Nicole Black
BridgeTower Media Newswires
Technology provides nearly limitless options for lawyers seeking to run their law firms and practice law more effectively. Mobile and cloud computing enable access to your law firm’s data from just about anywhere using an internet-enabled device. Digital evidence makes trial presentation more manageable and more effective. Artificial intelligence software can provide insights gleaned from large amounts of data that allow you to make more informed, strategic decisions on topics ranging from where to file an action to which contract clauses should be removed.
It’s not all rainbows and unicorns, however. With those benefits come some risks. Sure, technology can increase efficiency and profitability and save your law firm time and money, but sometimes an inevitable result is that it can increase complexity.

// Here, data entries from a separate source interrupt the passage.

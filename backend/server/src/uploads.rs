//! # Artwork Uploads
//!
//! Multipart upload of an artwork image, pinned together with its NFT metadata.
//!
//! ## Flow
//! 1. Read the `file` part plus the text fields `title`, `description`, `artistAddress`,
//!    `price` and `royaltyPercentage`
//! 2. Pin the image, label `<title> - Decentralized Museum`
//! 3. Build the metadata JSON pointing at `ipfs://<image hash>` and pin it
//! 4. Store the artwork with a fresh token id. Minting happens later, client side
//!
//! Pinning never fails the request on its own, see [`crate::pinning`].
use std::sync::Arc;

use axum::{
    Json,
    extract::{
        Multipart, Path, State,
        multipart::{MultipartError, MultipartRejection},
    },
    http::header::{CONTENT_TYPE, X_CONTENT_TYPE_OPTIONS},
    response::IntoResponse,
};
use serde_json::{Value, json};
use tracing::info;

use crate::{
    error::AppError,
    models::{DEFAULT_ROYALTY, NewArtwork},
    pinning::Upload,
    state::AppState,
    utils::{require, token_id},
};

#[derive(Default)]
struct UploadForm {
    file: Option<FilePart>,
    title: Option<String>,
    description: Option<String>,
    artist_address: Option<String>,
    price: Option<String>,
    royalty_percentage: Option<String>,
}

struct FilePart {
    file_name: String,
    content_type: String,
    bytes: Vec<u8>,
}

fn malformed(e: MultipartError) -> AppError {
    AppError::Validation(e.body_text())
}

async fn read_form(mut multipart: Multipart) -> Result<UploadForm, AppError> {
    let mut form = UploadForm::default();

    while let Some(field) = multipart.next_field().await.map_err(malformed)? {
        let name = field.name().unwrap_or_default().to_string();

        if name == "file" {
            let file_name = field.file_name().unwrap_or("artwork").to_string();
            let content_type = field
                .content_type()
                .unwrap_or("application/octet-stream")
                .to_string();
            let bytes = field.bytes().await.map_err(malformed)?.to_vec();

            form.file = Some(FilePart {
                file_name,
                content_type,
                bytes,
            });
            continue;
        }

        let value = field.text().await.map_err(malformed)?;
        let value = Some(value).filter(|v| !v.is_empty());

        match name.as_str() {
            "title" => form.title = value,
            "description" => form.description = value,
            "artistAddress" => form.artist_address = value,
            "price" => form.price = value,
            "royaltyPercentage" => form.royalty_percentage = value,
            _ => {}
        }
    }

    Ok(form)
}

pub fn metadata(
    title: &str,
    description: &str,
    image_hash: &str,
    artist_address: &str,
    price: Option<&str>,
    royalty_percentage: &str,
) -> Value {
    json!({
        "name": title,
        "description": description,
        "image": format!("ipfs://{image_hash}"),
        "attributes": [
            { "trait_type": "Artist", "value": artist_address },
            { "trait_type": "Price", "value": price.unwrap_or("Not for sale") },
            { "trait_type": "Royalty", "value": format!("{royalty_percentage}%") },
        ],
    })
}

pub async fn upload_handler(
    State(state): State<Arc<AppState>>,
    multipart: Result<Multipart, MultipartRejection>,
) -> Result<impl IntoResponse, AppError> {
    let form = read_form(multipart?).await?;

    let file = form
        .file
        .ok_or_else(|| AppError::Validation("No file uploaded".to_string()))?;
    let title = require(form.title, "title")?;
    let description = require(form.description, "description")?;
    let artist_address = require(form.artist_address, "artistAddress")?;
    let royalty_percentage = form
        .royalty_percentage
        .unwrap_or_else(|| DEFAULT_ROYALTY.to_string());

    let image = state
        .pinning
        .pin_file(&Upload {
            file_name: &file.file_name,
            content_type: &file.content_type,
            bytes: &file.bytes,
            label: &title,
        })
        .await?;

    let metadata = metadata(
        &title,
        &description,
        &image.hash,
        &artist_address,
        form.price.as_deref(),
        &royalty_percentage,
    );
    let metadata_uri = state.pinning.pin_json(&metadata).await?.uri();

    let artwork = state
        .store
        .create_artwork(NewArtwork {
            token_id: token_id(),
            title,
            description,
            artist_address,
            ipfs_hash: image.hash.clone(),
            metadata_uri: metadata_uri.clone(),
            price: form.price,
            royalty_percentage: Some(royalty_percentage),
            ..Default::default()
        })
        .await;

    info!(
        "Artwork {} by {} pinned {:?} as {}",
        artwork.token_id, artwork.artist_address, image.source, image.hash
    );

    Ok(Json(json!({
        "success": true,
        "artwork": artwork,
        "ipfsHash": image.hash,
        "metadataUri": metadata_uri,
        "pinnedTo": image.source,
        "message": "Artwork uploaded to IPFS successfully. Ready to mint NFT!",
    })))
}

pub async fn image_handler(
    State(state): State<Arc<AppState>>,
    Path(hash): Path<String>,
) -> Result<impl IntoResponse, AppError> {
    let content = state
        .pinning
        .local()
        .load(&hash)
        .await
        .ok_or_else(|| AppError::NotFound("Image not found".to_string()))?;

    Ok((
        [
            (CONTENT_TYPE, content.content_type),
            (X_CONTENT_TYPE_OPTIONS, "nosniff".to_string()),
        ],
        content.bytes,
    ))
}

You need look no further than a recent New York ethics opinion for an example of this premise in action. In Ethics Opinion 1239 (online: https://nysba.org/ethics-opinion-1239/), issued in March, the Committee of Professional Ethics addressed the scope of lawyers’ ethical obligations when required to provide data stored on a law firm's hard drive as part of the discovery process.
Specifically, the Committee considered the steps lawyers faced with that situation must take “to protect the confidential information of other clients stored on that hard drive who are not parties to the litigation and who have not waived the attorney-client privilege or consented to the disclosure of the client’s confidential information.”

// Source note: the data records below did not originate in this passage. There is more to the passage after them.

use std::sync::Arc;

use axum::{
    Json,
    extract::{Path, State, rejection::JsonRejection},
    http::{HeaderMap, StatusCode},
    response::IntoResponse,
};
use serde::Deserialize;
use serde_json::json;
use tracing::info;
use uuid::Uuid;

use crate::{
    error::AppError,
    models::{
        NewProposal, NewPurchase, NewTicket, NewUser, NewVote, ProposalPatch, Role, TicketType,
        UserPatch, VoteType,
    },
    state::AppState,
    utils::{mock_transaction_hash, optional_body, resolve_address, require},
};

type Shared = State<Arc<AppState>>;

#[derive(Deserialize, Default)]
#[serde(rename_all = "camelCase")]
pub struct TicketRequest {
    ticket_type: Option<String>,
    visitor_address: Option<String>,
}

#[derive(Deserialize, Default)]
#[serde(rename_all = "camelCase")]
pub struct JoinRequest {
    wallet_address: Option<String>,
}

#[derive(Deserialize, Default)]
#[serde(rename_all = "camelCase")]
pub struct VoteRequest {
    proposal_id: Option<String>,
    vote_type: Option<VoteType>,
    voter_address: Option<String>,
}

pub async fn health_handler() -> impl IntoResponse {
    Json(json!({ "status": "ok" }))
}

pub async fn not_found_handler() -> AppError {
    AppError::NotFound("Not found".to_string())
}

pub async fn method_not_allowed_handler() -> impl IntoResponse {
    (
        StatusCode::METHOD_NOT_ALLOWED,
        Json(json!({ "error": "Method not allowed" })),
    )
}

pub async fn me_handler(
    State(state): Shared,
    Path(wallet_address): Path<String>,
) -> impl IntoResponse {
    let (user, created) = state
        .store
        .get_or_create_user(&wallet_address, Role::Visitor, false)
        .await;

    if created {
        info!("Registered visitor {wallet_address}");
    }

    Json(user)
}

pub async fn create_user_handler(
    State(state): Shared,
    payload: Result<Json<NewUser>, JsonRejection>,
) -> Result<impl IntoResponse, AppError> {
    let Json(input) = payload?;
    let user = state.store.create_user(input).await?;

    info!("Created {:?} {}", user.role, user.wallet_address);

    Ok(Json(user))
}

pub async fn artworks_handler(State(state): Shared) -> impl IntoResponse {
    Json(state.store.list_artworks().await)
}

pub async fn artist_artworks_handler(
    State(state): Shared,
    Path(artist_address): Path<String>,
) -> impl IntoResponse {
    Json(state.store.artworks_by_artist(&artist_address).await)
}

/// Records a purchase the client already settled through its wallet. Nothing is verified on chain.
pub async fn purchase_artwork_handler(
    State(state): Shared,
    payload: Result<Json<NewPurchase>, JsonRejection>,
) -> Result<impl IntoResponse, AppError> {
    let Json(input) = payload?;
    let purchase = state.store.record_purchase(input).await?;

    info!(
        "Artwork {} bought by {} for {}",
        purchase.artwork_id,
        purchase.buyer_address,
        purchase.price.as_deref().unwrap_or("unknown")
    );

    Ok(Json(json!({
        "success": true,
        "purchase": purchase,
        "message": "Purchase recorded successfully!",
    })))
}

pub async fn artwork_purchases_handler(
    State(state): Shared,
    Path(id): Path<String>,
) -> Result<impl IntoResponse, AppError> {
    let id = Uuid::parse_str(&id)
        .map_err(|_| AppError::Validation(format!("Invalid artwork id {id}")))?;

    if state.store.get_artwork(id).await.is_none() {
        return Err(AppError::NotFound(format!("Artwork {id} not found")));
    }

    Ok(Json(state.store.purchases_of(id).await))
}

pub async fn purchase_ticket_handler(
    State(state): Shared,
    headers: HeaderMap,
    payload: Result<Json<TicketRequest>, JsonRejection>,
) -> Result<impl IntoResponse, AppError> {
    let request = optional_body(payload)?;
    let visitor_address = resolve_address(request.visitor_address, &headers, "Visitor")?;

    let ticket_type = request
        .ticket_type
        .as_deref()
        .and_then(TicketType::parse)
        .ok_or_else(|| AppError::Validation("Invalid ticket type".to_string()))?;

    let ticket = state
        .store
        .create_ticket(NewTicket {
            visitor_address,
            ticket_type,
            transaction_hash: Some(mock_transaction_hash()),
        })
        .await;

    info!("{:?} ticket sold to {}", ticket.ticket_type, ticket.visitor_address);

    Ok(Json(json!({
        "success": true,
        "ticket": ticket,
        "message": "Ticket purchased successfully!",
    })))
}

pub async fn check_ticket_handler(
    State(state): Shared,
    Path(visitor_address): Path<String>,
) -> impl IntoResponse {
    let tickets = state.store.tickets_by_visitor(&visitor_address).await;

    Json(json!({
        "hasValidTicket": !tickets.is_empty(),
        "tickets": tickets,
    }))
}

pub async fn join_dao_handler(
    State(state): Shared,
    headers: HeaderMap,
    payload: Result<Json<JoinRequest>, JsonRejection>,
) -> Result<impl IntoResponse, AppError> {
    let request = optional_body(payload)?;
    let wallet_address = resolve_address(request.wallet_address, &headers, "Wallet")?;

    let (mut user, _) = state
        .store
        .get_or_create_user(&wallet_address, Role::Visitor, true)
        .await;

    if !user.is_dao_member {
        user = state
            .store
            .update_user(
                user.id,
                UserPatch {
                    is_dao_member: Some(true),
                    ..Default::default()
                },
            )
            .await
            .ok_or_else(|| AppError::NotFound(format!("User {wallet_address} not found")))?;
    }

    info!("{wallet_address} joined the DAO");

    Ok(Json(json!({
        "success": true,
        "user": user,
        "message": "Successfully joined the DAO!",
    })))
}

pub async fn proposals_handler(State(state): Shared) -> impl IntoResponse {
    Json(state.store.list_proposals().await)
}

pub async fn create_proposal_handler(
    State(state): Shared,
    payload: Result<Json<NewProposal>, JsonRejection>,
) -> Result<impl IntoResponse, AppError> {
    let Json(input) = payload?;
    let proposal = state.store.create_proposal(input).await?;

    info!("Proposal {} opened by {}", proposal.proposal_id, proposal.proposer_address);

    Ok(Json(proposal))
}

pub async fn update_proposal_handler(
    State(state): Shared,
    Path(id): Path<String>,
    payload: Result<Json<ProposalPatch>, JsonRejection>,
) -> Result<impl IntoResponse, AppError> {
    let Json(patch) = payload?;
    let id = Uuid::parse_str(&id)
        .map_err(|_| AppError::Validation(format!("Invalid proposal id {id}")))?;

    let proposal = state
        .store
        .update_proposal(id, patch)
        .await
        .ok_or_else(|| AppError::NotFound(format!("Proposal {id} not found")))?;

    info!("Proposal {} is {:?}", proposal.proposal_id, proposal.status);

    Ok(Json(proposal))
}

pub async fn proposal_votes_handler(
    State(state): Shared,
    Path(proposal_id): Path<String>,
) -> Result<impl IntoResponse, AppError> {
    if state
        .store
        .get_proposal_by_proposal_id(&proposal_id)
        .await
        .is_none()
    {
        return Err(AppError::NotFound(format!("Proposal {proposal_id} not found")));
    }

    Ok(Json(state.store.votes_by_proposal(&proposal_id).await))
}

pub async fn vote_handler(
    State(state): Shared,
    headers: HeaderMap,
    payload: Result<Json<VoteRequest>, JsonRejection>,
) -> Result<impl IntoResponse, AppError> {
    let request = optional_body(payload)?;
    let voter_address = resolve_address(request.voter_address, &headers, "Voter")?;
    let proposal_id = require(request.proposal_id, "proposalId")?;
    let vote_type = request
        .vote_type
        .ok_or_else(|| AppError::Validation("voteType is required".to_string()))?;

    let (vote, proposal) = state
        .store
        .cast_vote(NewVote {
            proposal_id,
            voter_address,
            vote_type,
        })
        .await?;

    info!(
        "{} voted {:?} on {} ({}/{}/{})",
        vote.voter_address,
        vote.vote_type,
        proposal.proposal_id,
        proposal.votes_for,
        proposal.votes_against,
        proposal.votes_abstain
    );

    Ok(Json(json!({
        "success": true,
        "vote": vote,
        "message": "Vote submitted successfully!",
    })))
}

The Committee acknowledged the ethical complexities encountered when one of the attorney’s clients waived privilege, but the hard drive also contains information related to other non-waiving clients. In that scenario, the Committee explained that the attorney has an obligation to consult with the non-waiving clients “about the reasonable efforts the attorney will undertake to preserve the confidentiality of their confidential information stored on the lawyer’s hard drive.”
Following that discussion, should any non-waiving clients refuse to consent, the next step is for the attorney to take reasonable steps to preserve the confidential information of those clients, including seeking alternative methods of responding to the discovery demand. The Committee explained that “(d)epending upon the facts presented, the legitimate interests of the waiving party client and the counterparty in the litigation may be satisfied by less intrusive means than mirroring the entire hard drive containing the confidential information of the non-waiving non-party clients.”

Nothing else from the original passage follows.